Ty Cobb was born on a farm in 1886 and named Tyrus after the ancient city Tyre,
which stubbornly refused to surrender to Alexander the Great. His mother, Amanda, was
just fifteen when her son was born; she had been twelve when she was married. His
father, William H. Cobb, a former county schoolmaster who had made good as the mayor
of Royston, Ga, and editor of it's weekly newspaper, was determined that his son would
too-in medicine, law, or the military. William Cobb was distant and demanding- " the
only man who ever made me do his bidding " said Ty.

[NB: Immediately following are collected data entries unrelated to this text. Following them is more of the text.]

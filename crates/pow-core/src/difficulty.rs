//! Difficulty target conversion and comparison.

use crate::hash::reverse_bytes;
use crate::sha256::RawDigest;

/// Compact bits of the historical "difficulty 1" target.
pub const GENESIS_BITS: u32 = 0x1d00ffff;

/// Convert compact "bits" representation to a 256-bit target.
///
/// The bits format is: [exponent (1 byte)][mantissa (3 bytes)], where the top
/// bit of the mantissa is a sign flag and is ignored.
/// Target = mantissa * 256^(exponent - 3)
///
/// The result is a 32-byte big-endian representation of the target. Mantissa
/// bytes that would land above the most significant byte are dropped.
pub fn bits_to_target(bits: u32) -> [u8; 32] {
    let exponent = (bits >> 24) as i64;
    let mantissa = bits & 0x007f_ffff;

    let (mantissa, exponent) = if exponent <= 3 {
        // Mantissa fits in fewer bytes than specified
        (mantissa >> (8 * (3 - exponent)), 3)
    } else {
        (mantissa, exponent)
    };

    let mut target = [0u8; 32];
    let mantissa_bytes = mantissa.to_be_bytes();
    for (i, byte) in mantissa_bytes[1..].iter().enumerate() {
        let pos = 32 - exponent + i as i64;
        if (0..32).contains(&pos) {
            target[pos as usize] = *byte;
        }
    }

    target
}

/// Reverse a big-endian target so that index 31 is its most significant
/// byte, matching the orientation of raw hash output.
#[inline]
pub fn reverse_target(target: &[u8; 32]) -> [u8; 32] {
    reverse_bytes(target)
}

/// Check a raw double-SHA256 hash against a reversed target.
///
/// Both arrays hold their most significant byte at index 31; the first
/// differing byte from the top decides. A hash equal to the target meets it.
#[inline]
pub fn hash_meets_reversed_target(hash: &RawDigest, reversed_target: &[u8; 32]) -> bool {
    for i in (0..32).rev() {
        if hash[i] < reversed_target[i] {
            return true;
        }
        if hash[i] > reversed_target[i] {
            return false;
        }
    }
    true
}

/// Calculate approximate difficulty from bits.
///
/// Difficulty = max_target / current_target
/// Where max_target is the genesis block target (bits = 0x1d00ffff)
pub fn bits_to_difficulty(bits: u32) -> f64 {
    let current = target_to_f64(&bits_to_target(bits));
    let genesis = target_to_f64(&bits_to_target(GENESIS_BITS));

    if current == 0.0 {
        return f64::INFINITY;
    }

    genesis / current
}

/// Convert a 256-bit big-endian target to an approximate f64 value.
fn target_to_f64(target: &[u8; 32]) -> f64 {
    target
        .iter()
        .fold(0.0, |acc, byte| acc * 256.0 + *byte as f64)
}

/// Format difficulty for display (e.g., "1.23T" for trillion).
pub fn format_difficulty(difficulty: f64) -> String {
    if difficulty >= 1e15 {
        format!("{:.2}P", difficulty / 1e15)
    } else if difficulty >= 1e12 {
        format!("{:.2}T", difficulty / 1e12)
    } else if difficulty >= 1e9 {
        format!("{:.2}G", difficulty / 1e9)
    } else if difficulty >= 1e6 {
        format!("{:.2}M", difficulty / 1e6)
    } else if difficulty >= 1e3 {
        format!("{:.2}K", difficulty / 1e3)
    } else {
        format!("{:.2}", difficulty)
    }
}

On the baseball field he won the distinction denied him in the classroom. Becoming
the star player for the Royston Rompers at fourteen, equally good in the infield and the
outfield or at bat. But his father was unimpressed. "Baseball was a boy's game, a waste
of his time "he wrote his son, to "conquer your anger and wild passions and be guided by
the better angel of your nature, not the demon that lurks in all human blood and is ready,
anxious, and restless to arise and reign."
At seventeen, Ty rebelled. "I was being held in some sort of bondage" he
remembered. "So I decided I would become a ballplayer and get away." When he left
home for the minors in Alabama and Tennessee his Father told him "not to come home a
failure." That admonition, Cobb recalled, "put more determination in me than my father
ever knew. My overwhelming need was to prove myself as a man"(Ward 83).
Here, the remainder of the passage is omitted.